- **WHAT NEEDS TO BE DONE**
Among the lines below, keep only those from the one containing "let start = self.pattern.find_start(content)?;" through the one containing "type Error = std::io::Error;", and reproduce them exactly.

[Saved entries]
□ □ □ □ □ □ □
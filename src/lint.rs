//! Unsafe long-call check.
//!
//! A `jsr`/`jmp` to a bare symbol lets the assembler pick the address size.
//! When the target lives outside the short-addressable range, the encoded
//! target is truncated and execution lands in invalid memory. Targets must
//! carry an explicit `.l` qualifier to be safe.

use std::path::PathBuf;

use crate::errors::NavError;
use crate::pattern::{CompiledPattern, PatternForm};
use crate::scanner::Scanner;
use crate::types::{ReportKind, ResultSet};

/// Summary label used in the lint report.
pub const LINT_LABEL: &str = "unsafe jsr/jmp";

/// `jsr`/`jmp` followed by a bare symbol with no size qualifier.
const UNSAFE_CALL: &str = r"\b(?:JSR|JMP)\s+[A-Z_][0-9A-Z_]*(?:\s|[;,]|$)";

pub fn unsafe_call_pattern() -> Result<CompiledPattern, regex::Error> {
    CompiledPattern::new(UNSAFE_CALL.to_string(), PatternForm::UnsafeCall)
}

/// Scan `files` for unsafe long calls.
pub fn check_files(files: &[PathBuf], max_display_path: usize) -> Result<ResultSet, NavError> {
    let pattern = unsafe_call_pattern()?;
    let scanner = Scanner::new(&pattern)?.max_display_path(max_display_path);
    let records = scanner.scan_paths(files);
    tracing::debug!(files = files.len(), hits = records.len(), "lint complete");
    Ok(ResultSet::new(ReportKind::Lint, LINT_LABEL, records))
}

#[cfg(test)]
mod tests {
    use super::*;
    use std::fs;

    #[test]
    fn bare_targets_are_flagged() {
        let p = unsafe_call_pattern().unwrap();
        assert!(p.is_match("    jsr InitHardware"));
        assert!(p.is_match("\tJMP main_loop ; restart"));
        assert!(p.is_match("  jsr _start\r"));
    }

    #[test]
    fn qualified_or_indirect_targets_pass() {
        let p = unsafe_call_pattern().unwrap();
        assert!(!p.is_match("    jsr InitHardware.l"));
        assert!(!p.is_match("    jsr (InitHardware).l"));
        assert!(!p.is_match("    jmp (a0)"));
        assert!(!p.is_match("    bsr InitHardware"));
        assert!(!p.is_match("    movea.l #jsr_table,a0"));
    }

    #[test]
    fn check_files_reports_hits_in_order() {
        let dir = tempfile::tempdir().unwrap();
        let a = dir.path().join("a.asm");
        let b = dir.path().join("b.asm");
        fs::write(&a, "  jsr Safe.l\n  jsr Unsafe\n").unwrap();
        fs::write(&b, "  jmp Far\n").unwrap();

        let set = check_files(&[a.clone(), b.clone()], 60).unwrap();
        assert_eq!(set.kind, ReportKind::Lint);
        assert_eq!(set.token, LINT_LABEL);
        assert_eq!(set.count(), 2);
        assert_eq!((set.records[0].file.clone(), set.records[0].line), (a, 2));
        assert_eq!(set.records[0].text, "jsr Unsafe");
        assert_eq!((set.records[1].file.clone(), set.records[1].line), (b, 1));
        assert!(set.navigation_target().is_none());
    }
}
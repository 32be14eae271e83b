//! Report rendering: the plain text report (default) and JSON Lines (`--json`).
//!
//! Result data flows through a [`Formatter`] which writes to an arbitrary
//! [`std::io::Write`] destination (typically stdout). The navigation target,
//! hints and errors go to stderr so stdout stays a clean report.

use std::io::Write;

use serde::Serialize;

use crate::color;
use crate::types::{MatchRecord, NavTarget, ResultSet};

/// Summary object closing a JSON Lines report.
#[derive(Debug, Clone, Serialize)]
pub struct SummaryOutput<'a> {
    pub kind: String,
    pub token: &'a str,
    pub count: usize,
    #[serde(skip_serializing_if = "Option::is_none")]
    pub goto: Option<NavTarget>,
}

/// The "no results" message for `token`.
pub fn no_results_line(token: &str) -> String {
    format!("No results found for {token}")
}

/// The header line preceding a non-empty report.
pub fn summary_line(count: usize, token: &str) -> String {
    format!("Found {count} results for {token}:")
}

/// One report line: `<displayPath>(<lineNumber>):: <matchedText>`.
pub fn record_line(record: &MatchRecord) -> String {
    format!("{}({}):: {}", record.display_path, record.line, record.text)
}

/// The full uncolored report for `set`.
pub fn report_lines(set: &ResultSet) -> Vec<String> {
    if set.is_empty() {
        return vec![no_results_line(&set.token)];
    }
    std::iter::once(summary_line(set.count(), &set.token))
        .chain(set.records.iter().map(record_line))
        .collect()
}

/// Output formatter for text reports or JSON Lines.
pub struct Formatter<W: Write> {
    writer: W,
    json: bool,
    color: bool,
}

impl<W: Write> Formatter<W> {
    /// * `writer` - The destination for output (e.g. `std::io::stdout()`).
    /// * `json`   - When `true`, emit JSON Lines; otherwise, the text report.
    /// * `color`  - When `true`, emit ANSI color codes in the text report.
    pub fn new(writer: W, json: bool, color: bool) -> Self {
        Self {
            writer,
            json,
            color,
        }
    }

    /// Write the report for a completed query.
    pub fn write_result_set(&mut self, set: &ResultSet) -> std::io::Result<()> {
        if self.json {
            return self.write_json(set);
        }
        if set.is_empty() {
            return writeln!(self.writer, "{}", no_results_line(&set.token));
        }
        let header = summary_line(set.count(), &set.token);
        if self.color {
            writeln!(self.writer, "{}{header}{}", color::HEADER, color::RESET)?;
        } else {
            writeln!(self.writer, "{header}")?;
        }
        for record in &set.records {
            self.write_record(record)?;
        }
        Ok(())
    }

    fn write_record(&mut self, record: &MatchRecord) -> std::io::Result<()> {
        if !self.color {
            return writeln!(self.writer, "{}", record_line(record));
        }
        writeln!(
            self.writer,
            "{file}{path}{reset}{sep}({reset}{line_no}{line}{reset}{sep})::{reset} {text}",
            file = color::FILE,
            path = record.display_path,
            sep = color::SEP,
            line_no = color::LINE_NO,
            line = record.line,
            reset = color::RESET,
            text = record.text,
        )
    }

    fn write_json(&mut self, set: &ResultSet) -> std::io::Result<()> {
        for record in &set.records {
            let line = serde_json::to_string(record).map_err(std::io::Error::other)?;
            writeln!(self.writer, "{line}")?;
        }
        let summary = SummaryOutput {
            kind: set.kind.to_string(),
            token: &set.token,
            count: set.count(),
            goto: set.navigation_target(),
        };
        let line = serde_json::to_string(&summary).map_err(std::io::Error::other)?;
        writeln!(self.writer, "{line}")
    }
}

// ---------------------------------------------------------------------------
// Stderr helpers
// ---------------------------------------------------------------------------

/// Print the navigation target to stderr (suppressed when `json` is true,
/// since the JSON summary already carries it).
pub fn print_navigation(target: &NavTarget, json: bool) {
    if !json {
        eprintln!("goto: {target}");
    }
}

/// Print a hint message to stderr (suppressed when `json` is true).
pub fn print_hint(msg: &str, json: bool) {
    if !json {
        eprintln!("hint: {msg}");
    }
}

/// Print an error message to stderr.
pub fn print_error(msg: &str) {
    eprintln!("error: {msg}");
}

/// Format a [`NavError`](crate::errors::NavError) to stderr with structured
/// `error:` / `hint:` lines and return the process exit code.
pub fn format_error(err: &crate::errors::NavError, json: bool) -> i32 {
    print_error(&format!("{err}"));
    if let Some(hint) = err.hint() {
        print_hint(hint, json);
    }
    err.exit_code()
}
□ □ □ □ □ □ □
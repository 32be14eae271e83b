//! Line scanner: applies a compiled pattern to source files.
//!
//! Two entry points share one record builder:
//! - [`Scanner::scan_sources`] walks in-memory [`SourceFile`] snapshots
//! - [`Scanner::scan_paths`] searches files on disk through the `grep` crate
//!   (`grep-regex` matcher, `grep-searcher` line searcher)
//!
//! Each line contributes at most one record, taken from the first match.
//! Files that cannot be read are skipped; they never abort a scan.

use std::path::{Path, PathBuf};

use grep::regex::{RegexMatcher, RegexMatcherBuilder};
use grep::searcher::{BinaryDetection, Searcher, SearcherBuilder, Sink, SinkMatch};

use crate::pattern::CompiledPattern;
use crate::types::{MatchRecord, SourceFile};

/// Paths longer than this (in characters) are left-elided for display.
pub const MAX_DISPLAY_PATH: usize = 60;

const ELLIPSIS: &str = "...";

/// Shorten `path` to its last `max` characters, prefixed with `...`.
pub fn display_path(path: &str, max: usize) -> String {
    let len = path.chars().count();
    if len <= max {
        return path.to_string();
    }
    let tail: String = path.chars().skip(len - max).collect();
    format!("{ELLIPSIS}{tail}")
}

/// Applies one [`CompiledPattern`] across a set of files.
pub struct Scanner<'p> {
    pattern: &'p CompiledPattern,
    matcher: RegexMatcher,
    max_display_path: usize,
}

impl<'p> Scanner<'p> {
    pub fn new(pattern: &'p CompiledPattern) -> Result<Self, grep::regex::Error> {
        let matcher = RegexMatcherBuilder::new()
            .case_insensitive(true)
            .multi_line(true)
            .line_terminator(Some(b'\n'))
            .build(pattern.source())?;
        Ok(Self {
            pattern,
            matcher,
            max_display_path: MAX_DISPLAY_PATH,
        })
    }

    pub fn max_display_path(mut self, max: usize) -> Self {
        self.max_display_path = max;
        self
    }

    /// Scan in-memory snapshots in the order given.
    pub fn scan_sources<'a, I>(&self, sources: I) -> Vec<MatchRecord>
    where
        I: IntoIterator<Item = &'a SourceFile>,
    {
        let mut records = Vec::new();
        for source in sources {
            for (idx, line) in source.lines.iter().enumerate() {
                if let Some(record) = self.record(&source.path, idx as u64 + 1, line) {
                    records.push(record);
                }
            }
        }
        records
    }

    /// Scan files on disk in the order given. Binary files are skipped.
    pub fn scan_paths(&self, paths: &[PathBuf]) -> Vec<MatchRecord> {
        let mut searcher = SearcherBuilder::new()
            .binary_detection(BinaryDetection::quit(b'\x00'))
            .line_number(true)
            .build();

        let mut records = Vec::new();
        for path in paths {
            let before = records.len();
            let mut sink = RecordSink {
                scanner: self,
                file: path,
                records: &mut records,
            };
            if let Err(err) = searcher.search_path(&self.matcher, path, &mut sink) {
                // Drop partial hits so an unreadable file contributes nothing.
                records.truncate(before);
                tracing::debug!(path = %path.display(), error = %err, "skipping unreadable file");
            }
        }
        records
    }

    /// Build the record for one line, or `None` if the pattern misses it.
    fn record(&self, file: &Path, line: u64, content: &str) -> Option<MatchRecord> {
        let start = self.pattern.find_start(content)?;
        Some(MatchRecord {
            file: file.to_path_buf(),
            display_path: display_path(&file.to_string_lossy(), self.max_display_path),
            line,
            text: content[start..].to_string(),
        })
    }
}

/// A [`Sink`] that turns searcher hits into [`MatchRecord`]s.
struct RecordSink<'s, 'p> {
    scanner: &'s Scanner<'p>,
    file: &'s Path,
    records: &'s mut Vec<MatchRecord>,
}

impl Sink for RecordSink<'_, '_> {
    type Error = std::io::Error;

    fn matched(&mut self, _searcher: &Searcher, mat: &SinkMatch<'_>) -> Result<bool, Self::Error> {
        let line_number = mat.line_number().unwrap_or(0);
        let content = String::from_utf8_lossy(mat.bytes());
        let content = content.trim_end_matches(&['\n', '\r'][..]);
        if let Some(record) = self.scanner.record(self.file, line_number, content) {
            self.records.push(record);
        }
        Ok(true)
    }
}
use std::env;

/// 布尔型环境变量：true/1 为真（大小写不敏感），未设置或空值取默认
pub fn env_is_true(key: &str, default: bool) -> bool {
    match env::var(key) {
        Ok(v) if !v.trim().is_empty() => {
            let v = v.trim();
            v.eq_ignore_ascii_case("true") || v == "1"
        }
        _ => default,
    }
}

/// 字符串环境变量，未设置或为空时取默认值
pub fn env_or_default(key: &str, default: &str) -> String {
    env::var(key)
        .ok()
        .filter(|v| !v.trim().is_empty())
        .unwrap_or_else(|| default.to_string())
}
□ □ □ □ □ □ □
- **WRITTEN RESPONSE**
        let start = self.pattern.find_start(content)?;
        Some(MatchRecord {
            file: file.to_path_buf(),
            display_path: display_path(&file.to_string_lossy(), self.max_display_path),
            line,
            text: content[start..].to_string(),
        })
    }
}

/// A [`Sink`] that turns searcher hits into [`MatchRecord`]s.
struct RecordSink<'s, 'p> {
    scanner: &'s Scanner<'p>,
    file: &'s Path,
    records: &'s mut Vec<MatchRecord>,
}

impl Sink for RecordSink<'_, '_> {
    type Error = std::io::Error;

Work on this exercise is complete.